Dans tous les cas, on ne saurait se dissimuler que notre agriculture ne produit pas ce qu’elle pourrait et devrait produire. Avec le plus beau territoire de l’Europe, nous n’obtenons du sol, à surface égale, que la moitié de ce qu’obtiennent les Anglais, les Belges, la plupart des Allemands. Non-seulement notre population ne s’accroît plus, mais nous avons besoin, pour la nourrir et la vêtir, de recourir à une importation immense que ne compense pas une exportation correspondante[1], et malgré ce secours qui nous est bien nécessaire combien de Français sont encore réduits à se nourrir de grains inférieurs, à se passer de viande et de vin ! L’optimisme le plus intrépide ne peut fermer les yeux sur de pareils faits. Si le gouvernement n’en avait pas été frappé, il n’aurait pas ordonné l’enquête.


III.

Les voies de communication qui intéressent le plus directement l’agriculture sont les chemins vicinaux. Sous ce rapport, l’enquête a déjà eu un résultat considérable. Depuis trente ans, sous l’action de la loi de 1836, 240,000 kilomètres de chemins avaient été portés à l’état d’entretien, et 110,000 étaient parvenus à des degrés divers d’avancement. Il s’agit aujourd’hui de terminer le réseau et de le répartir plus uniformément sur la surface du territoire. La moitié de la France possède les deux tiers des chemins ouverts, l’autre moitié n’en a qu’un tiers seulement. Il faut pourvoir aux besoins de cette seconde moitié sans négliger la première, qui présente encore de grandes inégalités. Nous ne sommes plus au temps où la loi de 1836 devait ordonner les mesures nécessaires pour vaincre la résistance des communes. Tout le monde comprend l’utilité des chemins et veut en avoir. Le gouvernement a proposé cette année, à la suite de l’enquête, une loi qui affecte de nouvelles ressources à l’achèvement des chemins vicinaux. Le corps législatif l’a votée avec empressement, et il ne reste plus qu’à l’exécuter.
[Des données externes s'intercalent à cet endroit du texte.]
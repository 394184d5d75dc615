//! Stream Monitor Orchestrator
//!
//! Owns the discovery and playback worker processes, reconciles live system
//! state against persisted configuration, and bridges the client protocol
//! over stdin/stdout NDJSON (the UI shell connects here).

use anyhow::{Context, Result};
use std::path::PathBuf;
use tokio::io::{AsyncBufReadExt, AsyncWriteExt, BufReader};
use tokio::sync::mpsc;
use tracing_subscriber::{layer::SubscriberExt, util::SubscriberInitExt};

use stream_monitor::{
    config::ConfigPaths,
    orchestrator::{bootstrap, Bootstrap, NoWindow, Orchestrator},
    protocol::ClientMessage,
    system::{CpalEnumerator, DeviceReconciler, IfAddrsEnumerator, InterfaceReconciler},
    worker::WorkerConfig,
};

#[tokio::main]
async fn main() -> Result<()> {
    // Initialize logging
    tracing_subscriber::registry()
        .with(tracing_subscriber::EnvFilter::new(
            std::env::var("RUST_LOG").unwrap_or_else(|_| "info".into()),
        ))
        .with(tracing_subscriber::fmt::layer().with_writer(std::io::stderr))
        .init();

    tracing::info!("Starting Stream Monitor orchestrator");

    // Nowhere to persist anything without the config directories.
    let paths = ConfigPaths::resolve().context("no usable config location")?;
    tracing::info!(
        persistent = %paths.persistent_dir.display(),
        user = %paths.user_dir.display(),
        "configuration locations resolved"
    );

    let (discovery_cmd, playback_cmd) = worker_commands();
    let Bootstrap {
        persistent,
        user,
        supervisor,
        worker_events,
    } = bootstrap(&paths, &discovery_cmd, &playback_cmd).context("startup failed")?;

    let (client_tx, client_events) = mpsc::unbounded_channel();
    let (client_cmd_tx, client_rx) = mpsc::unbounded_channel();

    spawn_client_bridge(client_cmd_tx, client_events);

    let orchestrator = Orchestrator::new(
        persistent,
        user,
        DeviceReconciler::new(Box::new(CpalEnumerator)),
        InterfaceReconciler::new(Box::new(IfAddrsEnumerator)),
        supervisor,
        client_tx,
        Box::new(NoWindow),
    );

    orchestrator.run(client_rx, worker_events).await;
    tracing::info!("orchestrator stopped");
    Ok(())
}

fn worker_commands() -> (WorkerConfig, WorkerConfig) {
    let mut args = std::env::args().skip(1);
    let discovery = args.next().unwrap_or_else(|| "sdp-worker".into());
    let playback = args.next().unwrap_or_else(|| "audio-worker".into());
    (
        WorkerConfig {
            program: PathBuf::from(discovery),
            args: vec![],
        },
        WorkerConfig {
            program: PathBuf::from(playback),
            args: vec![],
        },
    )
}

/// Bridge the client protocol over this process's stdin/stdout.
fn spawn_client_bridge(
    commands: mpsc::UnboundedSender<ClientMessage>,
    mut events: mpsc::UnboundedReceiver<stream_monitor::protocol::ServerEvent>,
) {
    tokio::spawn(async move {
        let mut lines = BufReader::new(tokio::io::stdin()).lines();
        while let Ok(Some(line)) = lines.next_line().await {
            if line.trim().is_empty() {
                continue;
            }
            match serde_json::from_str::<ClientMessage>(&line) {
                Ok(message) => {
                    if commands.send(message).is_err() {
                        break;
                    }
                }
                Err(err) => tracing::warn!(%err, "unknown client message dropped"),
            }
        }
        // stdin EOF: dropping the sender shuts the orchestrator down.
    });

    tokio::spawn(async move {
        let mut stdout = tokio::io::stdout();
        while let Some(event) = events.recv().await {
            let Ok(mut line) = serde_json::to_string(&event) else {
                continue;
            };
            line.push('\n');
            if stdout.write_all(line.as_bytes()).await.is_err() {
                break;
            }
            let _ = stdout.flush().await;
        }
    });
}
On peut même dire que les demandes pour de nouveaux chemins ont été poussées trop loin, en ce sens qu’aux chemins vicinaux on a demandé presque partout d’ajouter ce qu’on appelle des chemins ruraux. Ceux qui voudraient mettre ces chemins à la charge des communes ne réfléchissent pas à l’énorme dépense que va entraîner l’exécution des chemins vicinaux. Le réseau actuel a coûté au moins 2 milliards, il en faudra autant pour le terminer. Même avec les secours de l’état et des départemens, les communes ne pourront achever cette immense entreprise avant quinze ou vingt ans. La question des chemins ruraux n’est pas suffisamment étudiée ; on n’est même pas d’accord sur la définition du mot. Qu’est-ce qu’un chemin rural ? Est-ce un chemin nécessaire à la circulation ? Alors c’est un véritable chemin vicinal, et il doit être classé comme tel. Est-ce un chemin servant à l’exploitation des terres ? Ce n’est dans ce cas qu’un chemin privé qui doit être entretenu par les propriétaires intéressés. Ceux qui demandent la révision de la loi de 1865 sur les syndicats sont beaucoup plus dans le vrai. La distinction qu’établit cette loi entre les syndicats libres et les syndicats autorisés devrait disparaître. L’intervention de la commune est inutile, et celle du préfet encore plus.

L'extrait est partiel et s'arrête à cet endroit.